Rockefeller Capital secures backing from Mousse Partners

Greg Fleming, chairman and CEO of Rockefeller Capital Management, speaks on CNBC’s “Squawk Box” on July 10, 2025.
CNBC
According to information obtained by CNBC, Rockefeller Capital Management, the asset manager born from the family office of John D. Rockefeller, has raised new funds from the investment firms of other ultra-rich families.
On Tuesday, Rockefeller plans to announce financing and a new valuation of $6.6 billion, up from $3 billion in 2023. Terms of the recapitalization, which traditionally uses equity or debt to finance growth, strengthen the balance sheet or provide liquidity to investors, were not disclosed.
The recapitalization was led by Mousse Partners, the family office of Chanel’s owners; Progeny 3, a trucking company based in Kirkland, Washington; and Abrams Capital, the hedge fund manager founded by David Abrams, a protégé of Baupost Group’s Seth Klarman.
The Rockefeller family still holds a minority stake in the firm, which transferred some of its equity from the former family office to Rockefeller when it was founded in 2018 with just $18 billion in assets. The firm currently manages $187 billion in assets, mostly through its global family office division. Rockefeller also has asset management and investment banking divisions.
With the transaction expected to be completed by the end of 2025, the hedge fund and its founding backer Viking Global Investors will no longer be the majority shareholder of the company, but will continue to own the largest share.

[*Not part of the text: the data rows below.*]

use super::{blocking, html};
use crate::derive;
use crate::render::AVERAGES_DONE_HTML;
use crate::web::error::ApiError;
use crate::web::types::AppState;
use actix_web::{web, HttpResponse};

/// Rebuilds subject averages and the per-student competency rows.
pub async fn calcular_promedios(state: web::Data<AppState>) -> Result<HttpResponse, ApiError> {
    blocking(&state, |state| {
        state.rebuild(|conn| Ok(derive::recompute_averages(conn)?))
    })
    .await?;
    Ok(html(AVERAGES_DONE_HTML))
}
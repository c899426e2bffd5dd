use crate::calc::CalcError;
use actix_web::error::BlockingError;
use actix_web::http::{header::ContentType, StatusCode};
use actix_web::{HttpResponse, ResponseError};
use std::error::Error as _;
use std::fmt;
use tracing::{error, warn};

#[derive(Debug, Clone)]
pub struct ApiError {
    pub code: String,
    pub message: String,
}

impl ApiError {
    pub fn new(code: &str, message: impl Into<String>) -> Self {
        Self {
            code: code.to_string(),
            message: message.into(),
        }
    }
}

impl fmt::Display for ApiError {
    fn fmt(&self, f: &mut fmt::Formatter<'_>) -> fmt::Result {
        write!(f, "{}: {}", self.code, self.message)
    }
}

impl ResponseError for ApiError {
    fn status_code(&self) -> StatusCode {
        match self.code.as_str() {
            "not_found" => StatusCode::NOT_FOUND,
            _ => StatusCode::INTERNAL_SERVER_ERROR,
        }
    }

    fn error_response(&self) -> HttpResponse {
        let status = self.status_code();
        if status.is_server_error() {
            error!(code = %self.code, message = %self.message, "request failed");
        } else {
            warn!(code = %self.code, message = %self.message, "request rejected");
        }
        HttpResponse::build(status)
            .content_type(ContentType::html())
            .body(format!(
                "<h2>{}</h2><p>{}</p><a href='/'>Volver al inicio</a>",
                status,
                tera::escape_html(&self.message)
            ))
    }
}

impl From<CalcError> for ApiError {
    fn from(e: CalcError) -> Self {
        ApiError {
            code: e.code,
            message: e.message,
        }
    }
}

impl From<tera::Error> for ApiError {
    fn from(e: tera::Error) -> Self {
        // tera keeps the useful part in the source chain
        let mut message = e.to_string();
        let mut source = e.source();
        while let Some(inner) = source {
            message.push_str(": ");
            message.push_str(&inner.to_string());
            source = inner.source();
        }
        ApiError::new("render_failed", message)
    }
}

impl From<BlockingError> for ApiError {
    fn from(e: BlockingError) -> Self {
        ApiError::new("blocking_failed", e.to_string())
    }
}
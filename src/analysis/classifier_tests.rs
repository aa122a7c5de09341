use super::*;
use crate::analysis::features::{FeatureScaling, WindowKind};
use crate::model::CommandStats;
use std::collections::BTreeMap;

fn model_with(means: &[(&str, Vec<f64>)]) -> CommandModel {
    let num_bands = means.first().map(|(_, m)| m.len()).unwrap_or(0);
    let mut commands = BTreeMap::new();
    for (label, mean) in means {
        commands.insert(
            label.to_string(),
            CommandStats {
                std: vec![0.0; mean.len()],
                mean: mean.clone(),
                count: 5,
            },
        );
    }
    CommandModel {
        fs: 16000,
        frame_len: 8192,
        num_bands,
        window: WindowKind::Hamming,
        scaling: FeatureScaling::Linear,
        commands,
    }
}

#[test]
fn picks_nearest_mean_with_exact_distances() {
    let model = model_with(&[("a", vec![0.0, 0.0]), ("b", vec![10.0, 10.0])]);

    let result = classify(&[1.0, 1.0], &model).unwrap();
    assert_eq!(result.label, "a");
    assert!((result.distances["a"] - 2.0f64.sqrt()).abs() < 1e-12);
    assert!((result.distances["b"] - 162.0f64.sqrt()).abs() < 1e-12);
}

#[test]
fn reports_distance_to_every_label() {
    let model = model_with(&[
        ("left", vec![1.0, 0.0, 0.0]),
        ("right", vec![0.0, 1.0, 0.0]),
        ("stop", vec![0.0, 0.0, 1.0]),
    ]);
    let result = classify(&[0.0, 0.9, 0.1], &model).unwrap();
    assert_eq!(result.label, "right");
    assert_eq!(result.distances.len(), 3);
}

#[test]
fn ties_break_lexicographically() {
    // Equidistant means; "alpha" sorts before "beta".
    let model = model_with(&[("beta", vec![2.0, 0.0]), ("alpha", vec![0.0, 2.0])]);
    let result = classify(&[1.0, 1.0], &model).unwrap();
    assert_eq!(result.label, "alpha");
    assert_eq!(result.distances["alpha"], result.distances["beta"]);
}

#[test]
fn std_does_not_influence_the_decision() {
    let mut model = model_with(&[("near", vec![0.0, 0.0]), ("far", vec![5.0, 5.0])]);
    // Give the nearer label a huge spread; nearest-mean must ignore it.
    if let Some(stats) = model.commands.get_mut("near") {
        stats.std = vec![1000.0, 1000.0];
    }
    let result = classify(&[0.5, 0.5], &model).unwrap();
    assert_eq!(result.label, "near");
}

#[test]
fn empty_model_is_rejected() {
    let model = model_with(&[]);
    assert_eq!(classify(&[], &model).unwrap_err(), AnalysisError::EmptyModel);
}

#[test]
fn wrong_vector_length_is_config_mismatch() {
    let model = model_with(&[("a", vec![0.0, 0.0, 0.0])]);
    let err = classify(&[1.0, 2.0], &model).unwrap_err();
    assert_eq!(
        err,
        AnalysisError::ConfigMismatch {
            expected: 3,
            found: 2
        }
    );
}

Rockefeller CEO Greg Fleming told CNBC in an interview that the new investors are emblematic of the entrepreneurial, high-net-worth clients the firm targets. Rockefeller typically serves clients with assets between $25 million and $100 million. He said with the new financing, the firm plans to reach more American business owners by hiring more advisors in existing markets such as Boston and Houston, as well as new markets such as Miami and Minneapolis.
“Our new families who invested here created wealth by starting businesses,” Fleming said. “4 in America [million] “Up to 5 million new businesses are founded and developed every year.”
Rockefeller is also looking to tap into international wealth, possibly by partnering with local wealth advisory firms in Singapore and the Middle East, he said.
“The Rockefeller brand is a global brand, an iconic brand,” he said, noting the Standard Oil family’s philanthropic efforts abroad, such as establishing a hospital in Beijing more than a century ago. “This is another growth vehicle. The slingshot we get from this transaction will allow us to pursue this.”
Negotiations for financing began in earnest last summer, Fleming said. He said family offices’ patient capital, which can afford to invest over decades or even generations, is well suited to the firm’s long-term vision. The Desmarais family, one of Canada’s richest people, invested $622 million in Rockefeller in 2023 through the financial services holding Power Corporation of Canada.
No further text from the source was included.